AngularJS $resource Custom Action for Requesting a Password Reset

Question

I'm just starting to use ngResource in a project to consume my RESTful endpoints. Is this how you would implement a user password reset using $resource? Looks weird passing the email address as a URL parameter.

.factory('User', ['$resource', function ($resource) {

    var paramDefaults = {id: '@id'}

    var actions = {
        passwordReset: {
            method: 'GET',
            params: {email: '@email'},
            url: '/api/user/reset/:email'
        }
    }

    return $resource('/api/user/:id', paramDefaults, actions);
}])

Answer 1

yes, looks a little bit weird. Instead of GET I will use POST request to reset the password and pass the email param in request body

Answer 2

As long as you make sure you invoke the service over HTTPS (i.e. an encrypted connection), there is nothing to object imho (of course, REST purists might argue here).

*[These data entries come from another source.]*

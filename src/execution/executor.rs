//! Step executor - runs individual steps through the toolchain

use crate::{
    core::{
        config::CommandSpec, render_command, MarkerSearch, RunResult, Step, StepAction,
        WorkContext,
    },
    markers::{MarkerMatch, MarkerScanner},
    toolchain::{Invocation, Toolchain},
};
use tracing::{debug, error, info, warn};

/// Exit code of a forbidden-marker gate that found something
pub const EXIT_FORBIDDEN_MARKER: i32 = 1;

/// Outcome of running a step, before tolerance is applied
#[derive(Debug, Clone, PartialEq, Eq)]
pub enum StepOutcome {
    /// Step exited zero
    Passed,
    /// Step exited non-zero
    Failed { exit_code: i32, error: String },
    /// Step found nothing to do
    Skipped { reason: String },
}

/// Everything a step produced
#[derive(Debug, Clone)]
pub struct StepReport {
    pub outcome: StepOutcome,
    pub markers: Vec<MarkerMatch>,
    pub targets: Vec<String>,
    pub fixtures: Vec<RunResult>,
}

impl StepReport {
    pub fn passed() -> Self {
        Self::with_outcome(StepOutcome::Passed)
    }

    pub fn failed(exit_code: i32, error: impl Into<String>) -> Self {
        Self::with_outcome(StepOutcome::Failed {
            exit_code,
            error: error.into(),
        })
    }

    pub fn skipped(reason: impl Into<String>) -> Self {
        Self::with_outcome(StepOutcome::Skipped {
            reason: reason.into(),
        })
    }

    fn with_outcome(outcome: StepOutcome) -> Self {
        Self {
            outcome,
            markers: Vec::new(),
            targets: Vec::new(),
            fixtures: Vec::new(),
        }
    }
}

/// Executes a single step
pub struct StepExecutor<T> {
    toolchain: T,
}

impl<T: Toolchain> StepExecutor<T> {
    pub fn new(toolchain: T) -> Self {
        Self { toolchain }
    }

    pub fn toolchain(&self) -> &T {
        &self.toolchain
    }

    /// Execute a step in `ctx` and report what happened
    ///
    /// Fixture steps need the whole pipeline and are run by the engine.
    pub async fn execute(&self, step: &Step, ctx: &WorkContext) -> StepReport {
        info!(step = %step.name, kind = step.kind(), "Executing step");

        match &step.action {
            StepAction::Command(command) => {
                let command = render_command(command, &ctx.get_rendering_variables());
                StepReport::with_outcome(self.run_command(&command, ctx).await)
            }
            StepAction::ForbidMarker(search) => self.forbid_marker(search, ctx),
            StepAction::ReportMarker(search) => self.report_marker(search, ctx),
            StepAction::ForEachTarget(template) => self.for_each_target(template, ctx).await,
            StepAction::Fixtures(_) => StepReport::skipped("fixtures are run by the engine"),
        }
    }

    /// Run one command and map its exit status
    pub async fn run_command(&self, command: &CommandSpec, ctx: &WorkContext) -> StepOutcome {
        debug!("Running `{}` in {}", command.display(), ctx.working_dir.display());

        match self
            .toolchain
            .execute(&Invocation::new(command.clone(), ctx))
            .await
        {
            Ok(output) if output.success() => StepOutcome::Passed,
            Ok(output) => StepOutcome::Failed {
                exit_code: output.exit_code,
                error: format!("`{}` exited with code {}", command.display(), output.exit_code),
            },
            Err(e) => {
                error!("Could not run `{}`: {}", command.display(), e);
                StepOutcome::Failed {
                    exit_code: e.exit_code(),
                    error: e.to_string(),
                }
            }
        }
    }

    fn forbid_marker(&self, search: &MarkerSearch, ctx: &WorkContext) -> StepReport {
        let marker = search.pattern.display();
        let scanner = MarkerScanner::new(&search.pattern, &search.scope);

        match scanner.scan(&ctx.working_dir) {
            Ok(matches) if matches.is_empty() => {
                info!("No {} markers found", marker);
                StepReport::passed()
            }
            Ok(matches) => {
                for m in &matches {
                    error!("Forbidden marker {} at {}", marker, m);
                }
                let mut report = StepReport::failed(
                    EXIT_FORBIDDEN_MARKER,
                    format!("found {} forbidden {} marker(s)", matches.len(), marker),
                );
                report.markers = matches;
                report
            }
            Err(e) => StepReport::failed(
                EXIT_FORBIDDEN_MARKER,
                format!("could not search {}: {}", ctx.working_dir.display(), e),
            ),
        }
    }

    fn report_marker(&self, search: &MarkerSearch, ctx: &WorkContext) -> StepReport {
        let marker = search.pattern.display();
        let scanner = MarkerScanner::new(&search.pattern, &search.scope);

        let mut report = StepReport::passed();
        match scanner.scan(&ctx.working_dir) {
            Ok(matches) => {
                info!("Found {} {} marker(s)", matches.len(), marker);
                report.markers = matches;
            }
            Err(e) => warn!("Could not search {}: {}", ctx.working_dir.display(), e),
        }
        report
    }

    async fn for_each_target(&self, template: &[String], ctx: &WorkContext) -> StepReport {
        let targets = self.toolchain.enumerate_targets(ctx).await;
        if targets.is_empty() {
            info!("No targets found in {}", ctx.working_dir.display());
            return StepReport::passed();
        }

        let mut visited = Vec::with_capacity(targets.len());
        let mut outcome = StepOutcome::Passed;
        let template = CommandSpec::Argv(template.to_vec());

        for target in targets {
            let mut variables = ctx.get_rendering_variables();
            variables.insert("target".to_string(), target.clone());
            let command = render_command(&template, &variables);

            debug!(target = %target, "Running target");
            let result = self.run_command(&command, ctx).await;
            visited.push(target.clone());

            if let StepOutcome::Failed { exit_code, error } = result {
                warn!("Target {} failed with exit code {}", target, exit_code);
                outcome = StepOutcome::Failed {
                    exit_code,
                    error: format!("target {}: {}", target, error),
                };
                break;
            }
        }

        let mut report = StepReport::with_outcome(outcome);
        report.targets = visited;
        report
    }
}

As far as security is concerned, the behavior of GET requests (passing data as request parameters) and POST requests (passing data in the request body) is the same: If not encrypted, the data can be eavesdropped by attackers having access to line data. Other than that, accepting a GET request might be - depending on the server side REST framework - slightly more light weight than POST requests.

As the password itself is not passed as part of the request, one might think that no encryption is necessary. However, it is still strongly advisable to encrypt the request, as alone the knowledge of someone resetting the password might allow attacks, and typically a token allowing to reset the password is returned in the response.